Algorithm complexity

Hello! Today's lecture will be a little different from the rest. It will differ in that it is only indirectly related to Java. Algorithm complexity - 1

However, this topic is very important for every programmer. We'll talk about algorithms . What is an algorithm? In simple terms, this is a certain sequence of actions that must be performed to achieve the desired result . We often use algorithms in everyday life.
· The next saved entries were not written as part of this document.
//! Process configuration from environment variables.
//!
//! | Variable             | Required | Default | Meaning                         |
//! |----------------------|----------|---------|---------------------------------|
//! | `PORT`               | yes      |         | Listen port on `0.0.0.0`        |
//! | `REQUEST_TIMEOUT_MS` | no       | `10000` | Per-request store deadline      |
//! | `STORE_BUFFER`       | no       | `64`    | Store actor mailbox size        |

use std::net::SocketAddr;
use std::str::FromStr;
use std::time::Duration;

use thiserror::Error;

pub const DEFAULT_REQUEST_TIMEOUT: Duration = Duration::from_millis(10_000);
pub const DEFAULT_STORE_BUFFER: usize = 64;

/// Errors raised while reading the environment.
#[derive(Debug, Clone, Error, PartialEq)]
pub enum ConfigError {
    /// Every required variable that is unset or empty, reported together.
    #[error("missing environment variables: {}", .0.join(", "))]
    Missing(Vec<String>),

    /// A variable is set but does not parse.
    #[error("invalid value for {name}: '{value}'")]
    Invalid { name: String, value: String },
}

#[derive(Debug, Clone, PartialEq)]
pub struct Config {
    pub port: u16,
    pub request_timeout: Duration,
    pub store_buffer: usize,
}

impl Config {
    /// Reads the process environment.
    pub fn from_env() -> Result<Self, ConfigError> {
        Self::from_lookup(|name| std::env::var(name).ok())
    }

    /// Reads configuration through `lookup`, so tests need not touch the real environment.
    pub fn from_lookup(lookup: impl Fn(&str) -> Option<String>) -> Result<Self, ConfigError> {
        let get = |name: &str| lookup(name).filter(|v| !v.trim().is_empty());

        let mut missing = Vec::new();
        let port = get("PORT");
        if port.is_none() {
            missing.push("PORT".to_string());
        }
        if !missing.is_empty() {
            return Err(ConfigError::Missing(missing));
        }

        let port = parse("PORT", port)?.unwrap_or_default();
        let request_timeout = parse::<u64>("REQUEST_TIMEOUT_MS", get("REQUEST_TIMEOUT_MS"))?
            .map(Duration::from_millis)
            .unwrap_or(DEFAULT_REQUEST_TIMEOUT);
        let store_buffer = match parse::<usize>("STORE_BUFFER", get("STORE_BUFFER"))? {
            Some(0) => {
                return Err(ConfigError::Invalid {
                    name: "STORE_BUFFER".into(),
                    value: "0".into(),
                })
            }
            Some(n) => n,
            None => DEFAULT_STORE_BUFFER,
        };

        Ok(Self {
            port,
            request_timeout,
            store_buffer,
        })
    }

    pub fn listen_addr(&self) -> SocketAddr {
        SocketAddr::from(([0, 0, 0, 0], self.port))
    }
}

fn parse<T: FromStr>(name: &str, raw: Option<String>) -> Result<Option<T>, ConfigError> {
    raw.map(|value| {
        value.trim().parse().map_err(|_| ConfigError::Invalid {
            name: name.to_string(),
            value,
        })
    })
    .transpose()
}
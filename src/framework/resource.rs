//! # Resource Capability Set
//!
//! The traits a resource type implements to be served by the generic pipeline.
//!
//! - [`Resource`] names the four representations (Model, DTO, Update, Entity), the
//!   store collection and the queryable field schema.
//! - [`Mapper`] converts between those representations. Pure, infallible.
//! - [`Validator`] checks models, partial updates and filter predicates.
//!
//! Implement all three on a zero-sized marker type (e.g. `UserResource`) and the
//! [`Repository`](super::Repository), [`Service`](super::Service) and
//! [`controller`](super::controller) work for it unchanged.

use std::fmt::Debug;

use chrono::{DateTime, Utc};
use serde::de::DeserializeOwned;
use serde::Serialize;

use super::error::Violations;
use super::query::{self, FilterPredicate};
use crate::store::FieldWrite;

/// Store field refreshed by the repository on every update.
pub const UPDATED_FIELD: &str = "updated";

/// How a queryable field's filter values are typed.
#[derive(Debug, Clone, Copy, PartialEq, Eq)]
pub enum FieldKind {
    /// Filter values are plain strings.
    String,
    /// Filter values are strings in [`query::TIME_FORMAT`].
    Timestamp,
}

/// One queryable field of a resource.
#[derive(Debug, Clone, Copy, PartialEq, Eq)]
pub struct Field {
    pub name: &'static str,
    pub kind: FieldKind,
}

impl Field {
    pub const fn string(name: &'static str) -> Self {
        Self {
            name,
            kind: FieldKind::String,
        }
    }

    pub const fn timestamp(name: &'static str) -> Self {
        Self {
            name,
            kind: FieldKind::Timestamp,
        }
    }
}

/// Looks up a field by case-insensitive name.
pub fn find_field(fields: &[Field], key: &str) -> Option<Field> {
    fields
        .iter()
        .copied()
        .find(|f| f.name.eq_ignore_ascii_case(key))
}

/// A partial update: the target key plus only the fields the caller supplied.
pub trait Patch: Debug + Send + Sync {
    fn id(&self) -> &str;

    /// Field-path writes for every present field. Empty when only the key is set.
    fn writes(&self) -> Vec<FieldWrite>;
}

/// Entities whose `created`/`updated` pair is owned by the repository.
pub trait Stamped {
    /// Sets `created` and `updated` to `now`.
    fn stamp(&mut self, now: DateTime<Utc>);
}

/// Names a resource's representations and storage location.
pub trait Resource: Send + Sync + 'static {
    /// Singular name used in logs and error messages.
    const NAME: &'static str;

    /// Store collection holding the entities.
    const COLLECTION: &'static str;

    /// Fields accepted as filter keys, protected timestamps included.
    const FIELDS: &'static [Field];

    /// In-memory domain object.
    type Model: Clone + Debug + PartialEq + Send + Sync;

    /// Wire object.
    type Dto: Serialize + DeserializeOwned + Debug + Send + Sync;

    /// Partial-update descriptor.
    type Update: Patch;

    /// Persisted object.
    type Entity: Serialize + DeserializeOwned + Stamped + Debug + Send + Sync;

    /// The primary key of a model.
    fn model_id(model: &Self::Model) -> &str;
}

/// Conversions between representations.
pub trait Mapper: Resource {
    /// Absent optional fields become the model's zero value.
    fn to_model(dto: Self::Dto) -> Self::Model;

    /// Full projection; optional wire fields are always populated.
    fn to_dto(model: Self::Model) -> Self::Dto;

    /// Includes a field iff the DTO carried it. Protected fields cannot appear.
    fn to_update(dto: Self::Dto) -> Self::Update;

    fn to_entity(model: Self::Model) -> Self::Entity;

    fn from_entity(entity: Self::Entity) -> Self::Model;
}

/// Domain rules. Each check reports every violated rule, not just the first.
pub trait Validator: Resource {
    fn validate_model(model: &Self::Model) -> Result<(), Violations>;

    /// Checks only the fields present in the update.
    fn validate_update(update: &Self::Update) -> Result<(), Violations>;

    /// Key, operator and value checks for every predicate against [`Resource::FIELDS`].
    fn validate_query(predicates: &[FilterPredicate]) -> Result<(), Violations> {
        query::validate(Self::FIELDS, predicates)
    }
}
//! # Generic Repository
//!
//! Persists a [`Resource`] through any [`DocumentStore`].
//!
//! The repository owns three things nobody else may touch:
//! - the `created`/`updated` timestamps (set here, never by callers),
//! - Entity encoding/decoding (JSON documents via `serde_json`),
//! - translation of [`StoreError`] into [`ResourceError`].

use std::marker::PhantomData;

use chrono::Utc;
use serde_json::Value;
use tracing::{debug, error, instrument, warn};

use super::context::RequestContext;
use super::error::{ResourceError, Violations};
use super::query::{display_value, native_token, parse_timestamp, FilterPredicate};
use super::resource::{find_field, FieldKind, Mapper, Patch, Resource, Stamped, UPDATED_FIELD};
use crate::store::{timestamp_value, Document, DocumentStore, FieldWrite, StoreError, StoreFilter};

pub struct Repository<R: Resource, S> {
    store: S,
    _resource: PhantomData<fn() -> R>,
}

impl<R: Mapper, S: DocumentStore> Repository<R, S> {
    pub fn new(store: S) -> Self {
        Self {
            store,
            _resource: PhantomData,
        }
    }

    /// Stamps `created = updated = now` and inserts the entity under `id`.
    #[instrument(skip(self, ctx, model), fields(resource = R::NAME))]
    pub async fn create(
        &self,
        ctx: &RequestContext,
        id: &str,
        model: R::Model,
    ) -> Result<(), ResourceError> {
        let mut entity = R::to_entity(model);
        entity.stamp(Utc::now());
        let document = encode(&entity)?;

        match ctx
            .guard(self.store.create_if_absent(R::COLLECTION, id, document))
            .await?
        {
            Ok(()) => Ok(()),
            Err(StoreError::AlreadyExists(_)) => Err(ResourceError::AlreadyExists {
                resource: R::NAME,
                id: id.to_string(),
            }),
            Err(e) => Err(store_failure(e)),
        }
    }

    /// Fetches and decodes the entity under `id`.
    ///
    /// A stored document that no longer decodes is reported as
    /// [`ResourceError::Corrupt`].
    #[instrument(skip(self, ctx), fields(resource = R::NAME))]
    pub async fn read(&self, ctx: &RequestContext, id: &str) -> Result<R::Model, ResourceError> {
        let document = match ctx.guard(self.store.get(R::COLLECTION, id)).await? {
            Ok(document) => document,
            Err(StoreError::NotFound(_)) => {
                return Err(ResourceError::NotFound {
                    resource: R::NAME,
                    id: id.to_string(),
                })
            }
            Err(e) => return Err(store_failure(e)),
        };

        match decode::<R>(document.clone()) {
            Ok(model) => Ok(model),
            Err(e) => {
                error!(%id, ?document, error = %e, "Stored document does not decode");
                Err(ResourceError::Corrupt {
                    resource: R::NAME,
                    id: id.to_string(),
                })
            }
        }
    }

    /// Writes every present field plus `updated = now` as one mutation.
    ///
    /// An update carrying nothing but the key is a successful no-op.
    #[instrument(skip(self, ctx), fields(resource = R::NAME))]
    pub async fn update(&self, ctx: &RequestContext, update: &R::Update) -> Result<(), ResourceError> {
        let mut writes = update.writes();
        if writes.is_empty() {
            debug!(id = update.id(), "Nothing to update");
            return Ok(());
        }
        writes.push(FieldWrite::new(UPDATED_FIELD, timestamp_value(Utc::now())));

        match ctx
            .guard(self.store.update_fields(R::COLLECTION, update.id(), writes))
            .await?
        {
            Ok(()) => Ok(()),
            Err(StoreError::NotFound(_)) => Err(ResourceError::NotFound {
                resource: R::NAME,
                id: update.id().to_string(),
            }),
            Err(e) => Err(store_failure(e)),
        }
    }

    #[instrument(skip(self, ctx), fields(resource = R::NAME))]
    pub async fn delete(&self, ctx: &RequestContext, id: &str) -> Result<(), ResourceError> {
        match ctx.guard(self.store.delete(R::COLLECTION, id)).await? {
            Ok(()) => Ok(()),
            Err(StoreError::NotFound(_)) => Err(ResourceError::NotFound {
                resource: R::NAME,
                id: id.to_string(),
            }),
            Err(e) => Err(store_failure(e)),
        }
    }

    /// Runs the predicates as one store query.
    ///
    /// Records the store skipped, or that fail to decode, are logged and left out.
    #[instrument(skip(self, ctx), fields(resource = R::NAME))]
    pub async fn search(
        &self,
        ctx: &RequestContext,
        predicates: &[FilterPredicate],
    ) -> Result<Vec<R::Model>, ResourceError> {
        let filters = translate::<R>(predicates)?;
        let result = ctx
            .guard(self.store.query(R::COLLECTION, filters))
            .await?
            .map_err(store_failure)?;

        if !result.skipped.is_empty() {
            warn!(skipped = ?result.skipped, "Store skipped matching records");
        }

        let mut models = Vec::with_capacity(result.documents.len());
        for document in result.documents {
            match decode::<R>(document.clone()) {
                Ok(model) => models.push(model),
                Err(e) => warn!(?document, error = %e, "Skipping undecodable record"),
            }
        }
        Ok(models)
    }
}

/// Turns predicates into store filters.
///
/// Keys resolve to the canonical field name, operators go through the fixed token
/// table, and timestamp values are parsed and encoded the way entities store them.
/// An unparseable timestamp is refused rather than forwarded as a raw string.
pub fn translate<R: Resource>(predicates: &[FilterPredicate]) -> Result<Vec<StoreFilter>, ResourceError> {
    predicates
        .iter()
        .map(|p| {
            let field = find_field(R::FIELDS, &p.key);
            let path = field.map_or_else(|| p.key.clone(), |f| f.name.to_string());

            let value = match field.map(|f| f.kind) {
                Some(FieldKind::Timestamp) => {
                    let ts = p.value.as_str().and_then(parse_timestamp).ok_or_else(|| {
                        let mut v = Violations::new();
                        v.push(format!("value[{}]: time must be YYYY-MM-DD_hh:mm", display_value(&p.value)));
                        ResourceError::InvalidQuery(v)
                    })?;
                    timestamp_value(ts)
                }
                _ => p.value.clone(),
            };

            Ok(StoreFilter {
                path,
                operator: native_token(&p.operator),
                value,
            })
        })
        .collect()
}

fn encode<E: serde::Serialize>(entity: &E) -> Result<Document, ResourceError> {
    match serde_json::to_value(entity) {
        Ok(Value::Object(document)) => Ok(document),
        Ok(other) => Err(ResourceError::Store(format!(
            "entity must encode to an object, got {}",
            other
        ))),
        Err(e) => Err(ResourceError::Store(format!("encode entity: {}", e))),
    }
}

fn decode<R: Mapper>(document: Document) -> Result<R::Model, serde_json::Error> {
    let entity: R::Entity = serde_json::from_value(Value::Object(document))?;
    Ok(R::from_entity(entity))
}

fn store_failure(e: StoreError) -> ResourceError {
    ResourceError::Store(e.to_string())
}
For example, every morning you are faced with a task: to come to school or work, and at the same time be:

Dressed
Clean
Well-fed

What algorithm will allow you to achieve this result?

Wake up to an alarm clock.
Take a shower, wash your face.
Prepare breakfast, make coffee/tea.
Eat.
If you haven’t ironed your clothes since the evening, iron them.
Get dressed.
Leave the house.

This sequence of actions will definitely allow you to get the desired result. In programming, the whole point of our work is to constantly solve problems. A significant part of these tasks can be performed using already known algorithms. For example, you are faced with a task: sort a list of 100 names in an array . This problem is quite simple, but it can be solved in different ways. Here is one solution: Algorithm for sorting names alphabetically:

Buy or download on the Internet “Dictionary of Russian Personal Names” 1966 edition.
Find every name on our list in this dictionary.
Write down on a piece of paper which page of the dictionary the name is on.
Put the names in order using the notes on a piece of paper.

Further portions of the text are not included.